▶ [Brief]
Which lines mention "true"? Show each one from the listing.

▶ [Data]
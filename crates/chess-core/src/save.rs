//! Save-record parsing and serialization.
//!
//! A save record is a single line of `;`-separated fields:
//!
//! ```text
//! whiteKingside;whiteQueenside;blackKingside;blackQueenside;side;halfmoves;board
//! ```
//!
//! The board is eight ranks from rank 8 down to rank 1 separated by `/`,
//! each rank eight characters from file a to h: a piece code
//! (`PNBRQK` for White, `pnbrqk` for Black) or [`EMPTY`] for a vacant cell.

use crate::Color;
use thiserror::Error;

/// Character used for an empty cell.
pub const EMPTY: char = '.';

/// Field delimiter.
pub const DELIMITER: char = ';';

/// Rank separator inside the board field.
pub const RANK_SEPARATOR: char = '/';

const FIELD_COUNT: usize = 7;

/// Errors that can occur when decoding a save record.
#[derive(Debug, Error, PartialEq, Eq)]
pub enum DecodeError {
    #[error("invalid save record: expected 7 fields, got {0}")]
    FieldCount(usize),

    #[error("invalid castling flag: expected 'true' or 'false', got '{0}'")]
    CastlingFlag(String),

    #[error("invalid side to move: expected 'white' or 'black', got '{0}'")]
    SideToMove(String),

    #[error("invalid halfmove clock: {0}")]
    HalfmoveClock(String),

    #[error("invalid board: {0}")]
    Board(String),
}

/// Castling flags in save-record order.
#[derive(Debug, Clone, Copy, PartialEq, Eq, Default)]
pub struct CastlingFlags {
    pub white_kingside: bool,
    pub white_queenside: bool,
    pub black_kingside: bool,
    pub black_queenside: bool,
}

/// Parsed save-record fields.
///
/// The record is only checked for shape here. Turning the placement into a
/// playable board, and rejecting boards no game could reach, is the
/// engine's job.
#[derive(Debug, Clone, PartialEq, Eq)]
pub struct SaveRecord {
    pub castling: CastlingFlags,
    pub side_to_move: Color,
    pub halfmove_clock: u32,
    /// Board field exactly as written, rank 8 first.
    pub placement: String,
}

impl SaveRecord {
    /// Board field of the standard starting position.
    pub const START_PLACEMENT: &'static str =
        "rnbqkbnr/pppppppp/......../......../......../......../PPPPPPPP/RNBQKBNR";

    /// Parses a save record.
    pub fn parse(text: &str) -> Result<Self, DecodeError> {
        let fields: Vec<&str> = text.trim().split(DELIMITER).collect();
        if fields.len() != FIELD_COUNT {
            return Err(DecodeError::FieldCount(fields.len()));
        }

        let castling = CastlingFlags {
            white_kingside: parse_flag(fields[0])?,
            white_queenside: parse_flag(fields[1])?,
            black_kingside: parse_flag(fields[2])?,
            black_queenside: parse_flag(fields[3])?,
        };

        let side_to_move = Color::from_token(fields[4])
            .ok_or_else(|| DecodeError::SideToMove(fields[4].to_string()))?;

        let halfmove_clock = fields[5]
            .parse::<u32>()
            .map_err(|_| DecodeError::HalfmoveClock(fields[5].to_string()))?;

        Self::validate_placement(fields[6])?;

        Ok(SaveRecord {
            castling,
            side_to_move,
            halfmove_clock,
            placement: fields[6].to_string(),
        })
    }

    /// Checks that a board field has eight ranks of eight known cells.
    pub fn validate_placement(placement: &str) -> Result<(), DecodeError> {
        let ranks: Vec<&str> = placement.split(RANK_SEPARATOR).collect();
        if ranks.len() != 8 {
            return Err(DecodeError::Board(format!(
                "expected 8 ranks, got {}",
                ranks.len()
            )));
        }

        for (i, rank) in ranks.iter().enumerate() {
            let mut cells = 0;
            for c in rank.chars() {
                if c != EMPTY && !"pnbrqkPNBRQK".contains(c) {
                    return Err(DecodeError::Board(format!(
                        "invalid character '{}' in rank {}",
                        c,
                        8 - i
                    )));
                }
                cells += 1;
            }
            if cells != 8 {
                return Err(DecodeError::Board(format!(
                    "rank {} has {} cells, expected 8",
                    8 - i,
                    cells
                )));
            }
        }

        Ok(())
    }

    /// Iterates over the placement as `(file, rank, code)` for every
    /// occupied cell. Cells beyond the eighth rank or file are skipped, so
    /// run [`SaveRecord::validate_placement`] first on hand-built records.
    pub fn occupied_cells(&self) -> impl Iterator<Item = (u8, u8, char)> + '_ {
        self.placement
            .split(RANK_SEPARATOR)
            .enumerate()
            .filter_map(|(row, cells)| {
                let rank = u8::try_from(row).ok().and_then(|r| 7u8.checked_sub(r))?;
                Some((rank, cells))
            })
            .flat_map(|(rank, cells)| {
                cells
                    .chars()
                    .enumerate()
                    .filter(|&(file, c)| file < 8 && c != EMPTY)
                    .map(move |(file, c)| (file as u8, rank, c))
            })
    }

    /// Converts the record back to its text form.
    pub fn to_text(&self) -> String {
        format!(
            "{};{};{};{};{};{};{}",
            self.castling.white_kingside,
            self.castling.white_queenside,
            self.castling.black_kingside,
            self.castling.black_queenside,
            self.side_to_move.token(),
            self.halfmove_clock,
            self.placement
        )
    }
}

fn parse_flag(token: &str) -> Result<bool, DecodeError> {
    match token {
        "true" => Ok(true),
        "false" => Ok(false),
        other => Err(DecodeError::CastlingFlag(other.to_string())),
    }
}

▶ [Solution to the exercise]
    #[error("invalid castling flag: expected 'true' or 'false', got '{0}'")]
        "true" => Ok(true),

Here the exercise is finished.